Today, Shelby and Ethan are discussing FF 6, originally released April 24th, 2013.
Shelby: It’s interesting to see the real world creep into comic books. On the one hand, real world elements make comic books more relateable; if we can relate to the events our heroes are facing, it’s easier for us to become immersed in the story. On the other hand, real world events juxtaposed with fantastic (and sometimes dumb) comic book events can be jarring and ultimately make the story unnecessarily nonsensical. Matt Fraction maintains the balance of real world and comic world by making the silly comic book stuff EXTRA silly while at the same time making the characters extra endearing. I don’t understand how or why, but it works.
People are beginning to wonder where Medusa and Bentley have gotten to. Scott is trying to pull himself together after another night of dreaming about his daughter when She-Hulk discovers that the Yancy Street Gang hacked Darla’s phone and sold the pictures to the Daily Bugle.
She-Hulk and Ahura (Medusa’s son) head off to Attilan to see what they can find out about Medusa, while Darla goes to Carnegie Hall for a concert. Scott tags along, in case the YSG shows up again, which they do in abandon, pelting poor Darla with fruit and basically ruining everything. She meets up with Scott at a seedy internet cafe, where the two confront the leaders of the Yancy Street Gang. Turns out, they are basically the internet hacker group Anonymous, famous for hacking politicians and C.E.O.s and hassling The Thing. They’ve been giving Darla crap because they don’t want someone running around thinking they can replace Ben Grimm. Scott explains that all of FF is fully aware they are not the Fantastic Four, nor are they seeking to replace them. He says they should hassle Darla because it will toughen her up, but at the same time he’s not afraid to, say, shrink down to hang out with them, steal their user names and passwords, and email them to every rival hacker gang he can think of. Which he did. An uneasy truce established, Scott and Darla head back to HQ, where Dragon Man is beginning to suspect that Medusa took Bentley, when the whole building is transported to the Negative Zone.
There is a lot of goofy stuff in this title (did I forget to mention that one of the Moloids has decided she’s actually a girl?) Fraction has no qualms about embracing some of the sillier aspects of comic books; that somewhat hokey Golden Age vibe permeates this whole title. The thing that keeps this title from just falling into zany wackiness are the incredibly touching character moments Fraction and artist Joe Quinones deliver. Sure, one of the Moloids donning a pink dress to declare a new gender is a little ridiculous (Aren’t they non-gendered creatures? One of whom is only a head in a jar?), but you can’t deny her coming out to her brothers is incredibly touching.
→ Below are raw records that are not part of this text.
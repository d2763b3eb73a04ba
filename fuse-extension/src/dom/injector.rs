//! Attaches conversion controls to the host page.
//!
//! Nothing injected is assumed to survive a host re-render: `rebuild` tears
//! down every marked control and recreates the set from a fresh scan. The
//! shared flyout and the document click handler are created once and reused.

use std::cell::RefCell;
use std::rc::Rc;

use shared_types::DstFormat;
use wasm_bindgen::prelude::*;
use wasm_bindgen::JsCast;
use web_sys::{Document, Element, HtmlElement, MouseEvent};

use super::scan::scan_document;
use super::{owned_element, FLYOUT_ID, MARKER_CLASS};
use crate::config::FuseConfig;
use crate::flyout::{anchor_position, AnchorRect, FlyoutState, FlyoutTransition};
use crate::interop::scroll_offsets;
use crate::matcher::match_resources;
use crate::plan::{plan_controls, DatasetControl, FileControl};
use crate::resource::{ConversionRequest, ResourceRef};

/// Starts one conversion round trip; must not block.
pub type Dispatch = Rc<dyn Fn(ConversionRequest)>;

type ClickHandler = Closure<dyn FnMut(MouseEvent)>;

pub struct DomInjector {
    document: Document,
    config: FuseConfig,
    state: Rc<RefCell<FlyoutState>>,
    dispatch: Dispatch,
    /// Listeners of the current control set, dropped on the next rebuild
    control_handlers: RefCell<Vec<ClickHandler>>,
    /// Listeners of the shared flyout's format entries
    flyout_handlers: RefCell<Vec<ClickHandler>>,
    outside_click: ClickHandler,
}

impl DomInjector {
    /// Build the injector and register the document-level click handler.
    pub fn install(
        document: Document,
        config: FuseConfig,
        dispatch: Dispatch,
    ) -> Result<Rc<Self>, JsValue> {
        let state = Rc::new(RefCell::new(FlyoutState::default()));

        let outside_click = {
            let state = state.clone();
            let document = document.clone();
            Closure::wrap(Box::new(move |event: MouseEvent| {
                let inside = event
                    .target()
                    .and_then(|target| target.dyn_into::<Element>().ok())
                    .and_then(|target| {
                        target
                            .closest(&format!(".{MARKER_CLASS}, #{FLYOUT_ID}"))
                            .ok()
                            .flatten()
                    })
                    .is_some();
                if !inside && state.borrow().is_open() {
                    state.borrow_mut().close();
                    hide_flyout(&document);
                }
            }) as Box<dyn FnMut(MouseEvent)>)
        };
        document.add_event_listener_with_callback_and_bool(
            "click",
            outside_click.as_ref().unchecked_ref(),
            true,
        )?;

        Ok(Rc::new(Self {
            document,
            config,
            state,
            dispatch,
            control_handlers: RefCell::new(Vec::new()),
            flyout_handlers: RefCell::new(Vec::new()),
            outside_click,
        }))
    }

    pub fn flyout_state(&self) -> FlyoutState {
        self.state.borrow().clone()
    }

    /// Replace all injected controls with ones matching the current page.
    ///
    /// Returns how many controls were attached. A control that cannot be
    /// attached is logged and skipped; the rest still go in.
    pub fn rebuild(&self) -> usize {
        self.remove_controls();

        if let Err(e) = self.ensure_flyout() {
            log::error!("failed to create flyout: {e:?}");
        }

        let page = scan_document(&self.document);
        let matched = match_resources(&page.snapshot, &self.config);
        let plan = plan_controls(&matched);

        let mut attached = 0;
        if let Some(dataset) = &plan.dataset {
            match page.labels.get(dataset.label_index) {
                Some(label) => match self.attach_dataset_control(label, dataset) {
                    Ok(()) => attached += 1,
                    Err(e) => log::warn!("failed to attach dataset control: {e:?}"),
                },
                None => log::warn!("dataset label {} vanished", dataset.label_index),
            }
        }

        for control in &plan.files {
            let Some(Some(cell)) = page.cells.get(control.anchor_index) else {
                continue;
            };
            match self.attach_file_control(cell, control) {
                Ok(()) => attached += 1,
                Err(e) => log::warn!("failed to attach {}: {e:?}", control.element_id),
            }
        }

        log::debug!(
            "rebuild attached {attached} of {} planned controls",
            plan.len()
        );
        attached
    }

    fn remove_controls(&self) {
        if let Ok(list) = self
            .document
            .query_selector_all(&format!(".{MARKER_CLASS}"))
        {
            for node in (0..list.length()).filter_map(|i| list.item(i)) {
                if let Ok(element) = node.dyn_into::<Element>() {
                    element.remove();
                }
            }
        }
        self.control_handlers.borrow_mut().clear();
    }

    fn attach_dataset_control(
        &self,
        label: &Element,
        control: &DatasetControl,
    ) -> Result<(), JsValue> {
        let strip = owned_element(&self.document, "span", "dataset")?;
        strip.set_class_name(&format!("{MARKER_CLASS} sparc-fuse-dataset"));

        for format in control.formats {
            let button = owned_element(&self.document, "button", "dataset-format")?;
            button.set_class_name("sparc-fuse-control");
            button.set_attribute("type", "button")?;
            button.set_attribute("data-format", format.as_str())?;
            button.set_text_content(Some(format.label()));

            let handler = self.dataset_handler(control.resource.clone(), format);
            button.add_event_listener_with_callback("click", handler.as_ref().unchecked_ref())?;
            self.control_handlers.borrow_mut().push(handler);
            strip.append_child(&button)?;
        }

        label.insert_adjacent_element("afterend", &strip)?;
        Ok(())
    }

    fn dataset_handler(&self, resource: ResourceRef, format: DstFormat) -> ClickHandler {
        let dispatch = self.dispatch.clone();
        Closure::wrap(Box::new(move |event: MouseEvent| {
            event.prevent_default();
            event.stop_propagation();
            dispatch(ConversionRequest::new(resource.clone(), format));
        }) as Box<dyn FnMut(MouseEvent)>)
    }

    fn attach_file_control(&self, cell: &Element, control: &FileControl) -> Result<(), JsValue> {
        let button = owned_element(&self.document, "button", "file")?;
        button.set_id(&control.element_id);
        button.set_class_name(&format!("{MARKER_CLASS} sparc-fuse-control"));
        button.set_attribute("type", "button")?;
        button.set_attribute("aria-haspopup", "menu")?;
        button.set_title("Convert and download");
        button.set_text_content(Some("Convert"));

        let state = self.state.clone();
        let document = self.document.clone();
        let resource = control.resource.clone();
        let handler = Closure::wrap(Box::new(move |event: MouseEvent| {
            event.prevent_default();
            event.stop_propagation();
            let Some(opener) = event
                .current_target()
                .and_then(|target| target.dyn_into::<Element>().ok())
            else {
                return;
            };
            let transition = state.borrow_mut().toggle(resource.clone());
            match transition {
                FlyoutTransition::Opened => open_flyout_at(&document, &opener),
                FlyoutTransition::Closed => hide_flyout(&document),
            }
        }) as Box<dyn FnMut(MouseEvent)>);

        button.add_event_listener_with_callback("click", handler.as_ref().unchecked_ref())?;
        self.control_handlers.borrow_mut().push(handler);
        cell.append_child(&button)?;
        Ok(())
    }

    /// Create the shared flyout if the document does not have it.
    ///
    /// A host re-render can wipe it; a fresh flyout starts closed.
    fn ensure_flyout(&self) -> Result<(), JsValue> {
        if self.document.get_element_by_id(FLYOUT_ID).is_some() {
            return Ok(());
        }

        let flyout = owned_element(&self.document, "div", "flyout")?;
        flyout.set_id(FLYOUT_ID);
        flyout.set_class_name("sparc-fuse-flyout");
        flyout.set_attribute("role", "menu")?;

        let mut handlers = Vec::with_capacity(DstFormat::ALL.len());
        for format in DstFormat::ALL {
            let entry = owned_element(&self.document, "button", "flyout-format")?;
            entry.set_attribute("type", "button")?;
            entry.set_attribute("role", "menuitem")?;
            entry.set_attribute("data-format", format.as_str())?;
            entry.set_text_content(Some(format.label()));

            let handler = self.flyout_handler(format);
            entry.add_event_listener_with_callback("click", handler.as_ref().unchecked_ref())?;
            handlers.push(handler);
            flyout.append_child(&entry)?;
        }

        let body = self
            .document
            .body()
            .ok_or_else(|| JsValue::from_str("document has no body"))?;
        body.append_child(&flyout)?;

        self.state.borrow_mut().close();
        *self.flyout_handlers.borrow_mut() = handlers;
        Ok(())
    }

    fn flyout_handler(&self, format: DstFormat) -> ClickHandler {
        let state = self.state.clone();
        let document = self.document.clone();
        let dispatch = self.dispatch.clone();
        Closure::wrap(Box::new(move |event: MouseEvent| {
            event.prevent_default();
            event.stop_propagation();
            let request = state.borrow().resolve(format);
            state.borrow_mut().close();
            hide_flyout(&document);
            match request {
                Some(request) => dispatch(request),
                None => log::debug!("{format} chosen with no active resource"),
            }
        }) as Box<dyn FnMut(MouseEvent)>)
    }
}

impl Drop for DomInjector {
    fn drop(&mut self) {
        let _ = self.document.remove_event_listener_with_callback_and_bool(
            "click",
            self.outside_click.as_ref().unchecked_ref(),
            true,
        );
        self.remove_controls();
        if let Some(flyout) = self.document.get_element_by_id(FLYOUT_ID) {
            flyout.remove();
        }
    }
}

fn flyout_element(document: &Document) -> Option<HtmlElement> {
    document
        .get_element_by_id(FLYOUT_ID)
        .and_then(|element| element.dyn_into::<HtmlElement>().ok())
}

fn open_flyout_at(document: &Document, opener: &Element) {
    let Some(flyout) = flyout_element(document) else {
        log::warn!("flyout missing; waiting for the next rebuild");
        return;
    };
    let rect = opener.get_bounding_client_rect();
    let (scroll_x, scroll_y) = scroll_offsets();
    let position = anchor_position(
        AnchorRect {
            left: rect.left(),
            bottom: rect.bottom(),
        },
        scroll_x,
        scroll_y,
    );

    set_flyout_style(
        &flyout,
        &[
            ("left", &format!("{}px", position.left)),
            ("top", &format!("{}px", position.top)),
            ("display", "block"),
        ],
    );
}

fn hide_flyout(document: &Document) {
    if let Some(flyout) = flyout_element(document) {
        set_flyout_style(&flyout, &[("display", "none")]);
    }
}

fn set_flyout_style(flyout: &HtmlElement, properties: &[(&str, &str)]) {
    let style = flyout.style();
    for (name, value) in properties {
        if let Err(e) = style.set_property(name, value) {
            log::debug!("failed to set flyout {name}: {e:?}");
        }
    }
}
And Scott just continues to break my heart. Not only does he dream about his daughter every night, he talks to pictures of her on his phone every morning. It’s sad and moving, but it also makes me very concerned for him and the rest of the team. He needs to confront Cassie’s death and move on, and leading the FF and watching out for all those strange kids is the not best environment in which to do so. He’s keeping it together so far, but mostly by virtue of telling himself over and over to “keep it together;” this is a man on the edge. That is what Fraction does so well; he imbues these characters with flaws and traits we all have and understand. I have never lost a daughter to a mostly metal super-villain, but I understand grief. I’m not a pop-star diva forced to take a role in a super-hero team (shocking, I know), but I’m familiar with Anonymous and Reddit, I know how these groups operate. Fraction grounds the wacky comic book bullshit we all secretly love so much with intimate and beautiful moments with these characters.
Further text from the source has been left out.